I had to do a little digging, but I found that back in 1990, there was a Supreme Court case called "Employment Devision v. Smith." In this instance, the religion was the Native American Church. Two men, Alfred Smith and Galen Black, were fired for ingesting peyote during a religious ritual. The Supreme Court determined the state could deny unemployment to a person fired for using peyote even if it was for religious reasons. The state was given the power to accommodate an illegal act done for religious belief, but not the requirement to do so.
The Native American Church lacks powerful lobbyists and the deep pockets that the Evangelical Churches do. This Supreme Court ruling in 1990 ruled in favor of corporations, not religious liberty.
((Never mind that the Native American Church existed before the Bill of Rights!!!!))
Bringing it back to today's ruling with Hobby Lobby...
"Approving some religious claims while deeming others unworthy of accommodation could be 'perceived as favoring one religion over another,' the very risk the Constitution's Establishment Clause was designed to preclude." -Justice Ruth Bader Ginsburg
(Thanks, Al, for sharing her dissent with me!)
I think we have to be very careful when merging religion with government. I know that the conservative right is chanting today a victory for "religious freedom," but this is not factually accurate. Hobby Lobby is not a church. Hobby Lobby is a business, and the Supreme Court ruling that they don't have to follow the law (Affordable Care Act) in the name of religion, means that now corporations are going to be given a lot more power.

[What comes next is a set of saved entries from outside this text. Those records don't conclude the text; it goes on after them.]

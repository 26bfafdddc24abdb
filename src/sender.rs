//! Convenience constructors that materialize a message from a DSP/source
//! output and enqueue it (C5). Every function here follows the same shape
//! the source this protocol was distilled from used for its send_*
//! functions: build the message, stamp the timestamps, write it, and on
//! failure dispose the message and fall back to an Internal status.

use crate::channel::Channel;
use crate::codec;
use crate::message::{Message, PsdHeader, PsdMessage, Status};
use crate::queue::MessageQueue;
use crate::source::{DetectorMode, DetectorOutput};
use crate::time::Timestamp;

/// Builds and enqueues a Status-shaped message via `ctor` (one of
/// `Message::SourceInit`, `Message::Eos`, `Message::ReadError`,
/// `Message::Internal`, `Message::SamplesLost`). Returns whether the write
/// succeeded.
pub fn send_status(
    queue: &MessageQueue,
    ctor: impl FnOnce(Status) -> Message,
    code: i32,
    message: impl Into<String>,
) -> bool {
    let msg = ctor(Status::new(code, Some(message.into())));
    match queue.write(msg) {
        Ok(()) => true,
        Err((err, msg)) => {
            tracing::error!(error = %err, "failed to write status message, dropping");
            codec::dispose(msg);
            false
        }
    }
}

/// Translates each channel by the source's current tuned frequency and
/// enqueues the resulting list. On failure to enqueue, falls back to an
/// Internal status carrying the failure reason, matching the façade's
/// never-leak-on-any-failure-path contract.
pub fn send_detector_channels(queue: &MessageQueue, source_fc: i64, mut channels: Vec<Channel>) -> bool {
    for ch in channels.iter_mut() {
        ch.translate(source_fc);
    }
    let msg = Message::Channel(channels);
    match queue.write(msg) {
        Ok(()) => true,
        Err((err, msg)) => {
            tracing::error!(error = %err, "cannot write channel message");
            codec::dispose(msg);
            send_status(
                queue,
                Message::Internal,
                -1,
                format!("cannot write message: {err}"),
            );
            false
        }
    }
}

/// Deep-copies the source's info snapshot into a `Message::SourceInfo` and
/// enqueues it.
pub fn send_source_info(queue: &MessageQueue, info: Vec<u8>) -> bool {
    let msg = Message::SourceInfo(info);
    match queue.write(msg) {
        Ok(()) => true,
        Err((err, msg)) => {
            tracing::error!(error = %err, "cannot write source-info message");
            codec::dispose(msg);
            send_status(
                queue,
                Message::Internal,
                -1,
                format!("cannot write message: {err}"),
            );
            false
        }
    }
}

/// Reduces a detector's FFT output to a real-valued PSD: the real part
/// directly in autocorrelation mode, otherwise the magnitude squared and
/// normalized by window size.
fn reduce_fft_to_psd(detector: &dyn DetectorOutput) -> Vec<f32> {
    let window_size = detector.window_size() as f32;
    detector
        .fft_bins()
        .iter()
        .map(|&(re, im)| match detector.mode() {
            DetectorMode::Autocorrelation => re,
            DetectorMode::PowerSpectrum => (re * re + im * im) / window_size,
        })
        .collect()
}

/// Builds a PSD frame from a detector's output, stamps it with the
/// analyzer's current tuned frequency and timestamps, and enqueues it.
/// `measured_samp_rate` is the source's actual (as opposed to nominal)
/// sample rate, reported separately because the two can drift apart on
/// real hardware.
pub fn send_psd(
    queue: &MessageQueue,
    detector: &dyn DetectorOutput,
    inspector_id: u64,
    fc: i64,
    measured_samp_rate: f32,
    timestamp: Timestamp,
    rt_time: Timestamp,
) -> bool {
    let psd_data = reduce_fft_to_psd(detector);
    let samp_rate = if detector.decimation() > 1 {
        detector.samp_rate() / detector.decimation() as f32
    } else {
        detector.samp_rate()
    };
    let header = PsdHeader {
        fc,
        inspector_id,
        timestamp,
        rt_time,
        looped: false,
        history_size: psd_data.len() as u64,
        samp_rate,
        measured_samp_rate,
        n0: detector.n0(),
    };
    let msg = Message::Psd(PsdMessage::new(header, psd_data));
    match queue.write(msg) {
        Ok(()) => true,
        Err((err, msg)) => {
            tracing::error!(error = %err, "cannot write psd message");
            codec::dispose(msg);
            send_status(
                queue,
                Message::Internal,
                -1,
                format!("cannot write message: {err}"),
            );
            false
        }
    }
}
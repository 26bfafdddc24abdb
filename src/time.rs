//! Wall-clock and real-time timestamp pairs shared by PSD, Inspector and
//! Seek variants.

use crate::error::CodecError;
use crate::packer::{Packer, Unpacker};

/// A `(seconds, microseconds)` pair. `usec` is always in `[0, 1_000_000)`.
#[derive(Debug, Clone, Copy, PartialEq, Eq, Default)]
pub struct Timestamp {
    pub sec: u64,
    pub usec: u32,
}

impl Timestamp {
    pub fn new(sec: u64, usec: u32) -> Self {
        debug_assert!(usec < 1_000_000, "usec must be < 1_000_000, got {usec}");
        Self { sec, usec }
    }

    pub fn pack(&self, p: &mut Packer) -> Result<(), CodecError> {
        p.uint(self.sec)?;
        p.uint(self.usec as u64)?;
        Ok(())
    }

    pub fn unpack(u: &mut Unpacker<'_>) -> Result<Self, CodecError> {
        let sec = u.uint()?;
        let usec = u.uint()? as u32;
        Ok(Self { sec, usec })
    }
}

impl std::ops::Sub for Timestamp {
    type Output = std::time::Duration;

    fn sub(self, rhs: Timestamp) -> std::time::Duration {
        let lhs_us = self.sec * 1_000_000 + self.usec as u64;
        let rhs_us = rhs.sec * 1_000_000 + rhs.usec as u64;
        std::time::Duration::from_micros(lhs_us.saturating_sub(rhs_us))
    }
}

The owner of Hobby Lobby still had his religious freedom before this ruling; if he was against birth control or IUDs or Plan B, he could avoid using them...err, try to prevent his wife from using them.
During all of this, Viagra was not questioned. Hobby Lobby didn't seem to find objection to providing this drug to their male employees. Viagra is provided to men, for ONE REASON. I understand if they give their male employees the benefit of the doubt, and trust that only married, monogamous men, are using this drug with their wives. I just wish they would extend the same kindness to their female employees. Those wives, likely mothers, might be working part-time, making such low income at Hobby Lobby, that birth control out of pocket is more than they can comfortably afford. When they become pregnant, and choose to keep their unwanted pregnancy to term, I hope Hobby Lobby and supporters of this ruling, will find it within their "religious freedom" to support these families depending on governmental financial assistance programs.
Please excuse typos or grammatical errors. This was written quickly, while my sweet little tot was napping! Now, back to being a mama.